I know I haven't updated this blog much lately.  (I've come to realize that I just feel more sad and irritable if I'm on the computer lots so I'm "cutting back") but even though I haven't been posting, I have been training.  Lots of speed work and building strength.  Short and more intense workouts.  Not sure that I'm any faster but there's so many factors here that it's hard to compare.

Sprint triathlon distances: 500 m swim, 20 km bike, 5 km run.

I've come to love small town races and this triathlon in Strathmore was no different  They changed our start time to 10AM so we could be done to watch Riley do his triathlon at noon.  My parents cheered us on and watched our kids while we raced (thanks mom and dad!).  This was my first pool tri, I've only done mass starts in a lake.  We walked on to the pool deck and asked the swim marshall if we could share a lane and she asked if we preferred 2 or 3 in our lane.  Well, of course two.  Sweet!  We told her we were going to swim on sides (rather than looping around) so could she please not add anyone to our lane until we were done.  We had to cross the start mat and then walk/run to our lane and dive in.  Adam went first and he said his goggle strap flipped up high when he dived, so his goggles slowly filled with water.  He tried to just deal with it but after 7 laps it was driving him crazy, so he stopped and fixed it.




 I felt pretty smooth in the water.  It was fun to race right next to Adam.  Since, he's faster, it was nice to have sides, so we could just do our own thing.  I could hear my kids cheer for me when I pushed off at the spectator end, which was fun too!  My swim technique has improved SO much with swim club and this is my first race since those improvements.  On my last length of 20, I was sprinting in when this lady crashed head on into me in my lane.  I was annoyed and sprinted off...no time to figure out what she was doing there and why she would get in and swim right at me.

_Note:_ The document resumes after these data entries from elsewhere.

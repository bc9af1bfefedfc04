//! Read-only view of the game client handed to the engine on each trigger.

use hashbrown::HashMap;
use serde::{Deserialize, Serialize};

use crate::coords::{MapMetadata, WorldPosition};

/// Object table entry kinds the engine distinguishes
#[derive(Debug, Clone, Copy, PartialEq, Eq, Hash, Default, Serialize, Deserialize)]
#[serde(rename_all = "snake_case")]
pub enum ObjectKind {
    GatheringPoint,
    BattleNpc,
    EventObject,
    #[default]
    Other,
}

/// An entry from the nearby object table
#[derive(Debug, Clone, PartialEq, Serialize, Deserialize)]
pub struct GameObject {
    #[serde(default)]
    pub kind: ObjectKind,
    /// Sheet row id; for gathering points this is the `GatheringPoint` row
    pub base_id: u32,
    #[serde(default)]
    pub is_targetable: bool,
    pub position: WorldPosition,
}

/// Everything the overlays read from the running client.
///
/// Implementations are expected to answer from a consistent snapshot for the
/// duration of one trigger. `None` means "not available right now" (loading
/// screen, logged out, sheet not loaded).
pub trait GameSnapshot {
    /// Class/job row id of the local player; `None` without a local player
    fn player_job(&self) -> Option<u32>;

    /// Territory the player is standing in
    fn territory_id(&self) -> Option<u16>;

    /// Territory shown in the map window, if the player browsed to another one
    fn selected_territory_id(&self) -> Option<u16> {
        None
    }

    /// Map the player is standing on
    fn map_id(&self) -> Option<u32>;

    /// Map shown in the map window, if the player browsed to another one
    fn selected_map_id(&self) -> Option<u32> {
        None
    }

    /// Title text of the map window
    fn map_title(&self) -> Option<&str>;

    /// Scale/offset row for a map id
    fn map_metadata(&self, map_id: u32) -> Option<MapMetadata>;

    /// Nearby objects
    fn objects(&self) -> &[GameObject];

    /// Localized singular name of a battle NPC
    fn bnpc_name(&self, bnpc_name_id: u32) -> Option<&str>;
}

/// Plain-data snapshot, deserializable from JSON.
///
/// Used by tooling to replay a captured client state, and by tests.
#[derive(Debug, Clone, Default, Serialize, Deserialize)]
#[serde(default)]
pub struct SnapshotData {
    pub player_job: Option<u32>,
    pub territory_id: Option<u16>,
    pub selected_territory_id: Option<u16>,
    pub map_id: Option<u32>,
    pub selected_map_id: Option<u32>,
    pub map_title: Option<String>,
    pub maps: HashMap<u32, MapMetadata>,
    pub objects: Vec<GameObject>,
    pub bnpc_names: HashMap<u32, String>,
}

impl GameSnapshot for SnapshotData {
    fn player_job(&self) -> Option<u32> {
        self.player_job
    }

    fn territory_id(&self) -> Option<u16> {
        self.territory_id
    }

    fn selected_territory_id(&self) -> Option<u16> {
        self.selected_territory_id
    }

    fn map_id(&self) -> Option<u32> {
        self.map_id
    }

    fn selected_map_id(&self) -> Option<u32> {
        self.selected_map_id
    }

    fn map_title(&self) -> Option<&str> {
        self.map_title.as_deref()
    }

    fn map_metadata(&self, map_id: u32) -> Option<MapMetadata> {
        self.maps.get(&map_id).copied()
    }

    fn objects(&self) -> &[GameObject] {
        &self.objects
    }

    fn bnpc_name(&self, bnpc_name_id: u32) -> Option<&str> {
        self.bnpc_names.get(&bnpc_name_id).map(String::as_str)
    }
}
//! Sub-area detection from map window titles
//!
//! The map window appends the name of a pocket area in parentheses, e.g.
//! `Northern Thanalan (The Footfalls)`. Japanese clients use full-width
//! brackets: `北方ザナラーン（モードゥナ）`.

/// Bracket pairs in the order they are tried
const BRACKETS: [(char, char); 2] = [('（', '）'), ('(', ')')];

/// Extract the label inside the last bracket pair of a map title.
///
/// Full-width brackets win over ASCII ones. Returns `None` when no
/// well-formed pair exists. An empty pair yields `Some("")`.
pub fn extract_sub_area(title: &str) -> Option<&str> {
    BRACKETS
        .iter()
        .find_map(|&(open, close)| enclosed(title, open, close))
}

fn enclosed(title: &str, open: char, close: char) -> Option<&str> {
    let start = title.rfind(open)?;
    let end = title.rfind(close)?;
    if end <= start {
        return None;
    }
    Some(title[start + open.len_utf8()..end].trim())
}

#[cfg(test)]
mod tests {
    use super::*;

    #[test]
    fn test_ascii_brackets() {
        assert_eq!(
            extract_sub_area("Northern Thanalan (The Footfalls)"),
            Some("The Footfalls")
        );
    }

    #[test]
    fn test_full_width_brackets() {
        assert_eq!(
            extract_sub_area("北方ザナラーン（モードゥナ）"),
            Some("モードゥナ")
        );
    }

    #[test]
    fn test_no_brackets() {
        assert_eq!(extract_sub_area("Limsa Lominsa"), None);
        assert_eq!(extract_sub_area(""), None);
    }

    #[test]
    fn test_unmatched_brackets() {
        assert_eq!(extract_sub_area("(unterminated"), None);
        assert_eq!(extract_sub_area("closed only)"), None);
        assert_eq!(extract_sub_area("backwards ) ("), None);
    }

    #[test]
    fn test_last_pair_wins_and_label_is_trimmed() {
        assert_eq!(extract_sub_area("A (first) B (  second  )"), Some("second"));
        assert_eq!(extract_sub_area("東ラノシア（　ブロンズレイク　）"), Some("ブロンズレイク"));
    }

    #[test]
    fn test_full_width_preferred_over_ascii() {
        assert_eq!(extract_sub_area("Zone（Inner）(Outer)"), Some("Inner"));
    }

    #[test]
    fn test_broken_full_width_falls_back_to_ascii() {
        assert_eq!(extract_sub_area("Zone）（ (Outer)"), Some("Outer"));
    }

    #[test]
    fn test_empty_pair_is_present_but_empty() {
        assert_eq!(extract_sub_area("Zone ()"), Some(""));
    }
}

I ran out to the transition racks and somebody stole my bike.  No, not really, but I thought someone had because I was looking on the wrong rack for my bike.  Lightbulb moment, "you're on the wrong rack Kim".  Relief.  Quickly dry off with my towel.  Shorts and shirt on over my swimsuit. Race belt on.  Helmet on....backwards.  Running out to the bike exit.  Nice man says, "ummm lady, you're helmet's on backwards."  Ooops.  That would have been sweet if he hadn't caught me.  I would have been wondering why everyone was giving me funny looks on the bike course.




Out on my bike I felt great.  Because the race starts in heats, people were pretty staggered and you're not necessarily racing next to people of similar speed.  I flew past people and felt like we were in different races. I was in the "I'm out to win it" race and they were in the "I'm just taking my time enjoying this triathlon" race.  Of course, both races are valuable and fun but it just meant that it was up to me to push myself.  Back at transition I managed to put my running shoes on forwards :)  My bike split was ok but I knew that I needed to kill it on the run to place well.




About a km in I started to get a cramp, so I slowed to a 5 min/kim pace and took deeper breaths and after awhile it cleared.  With a couple kms left it felt a bit less like fun and a bit more like suffering.  You know that point in a race where it just hurts and it's as much of a mental race as a physical one.  Then I did a farmer blow to the side and out came....blood.  "Oh no, I must be hemorrhaging internally" was my less than rational first thought.  Followed by the more rational, "my nose must have just dried out from the bike."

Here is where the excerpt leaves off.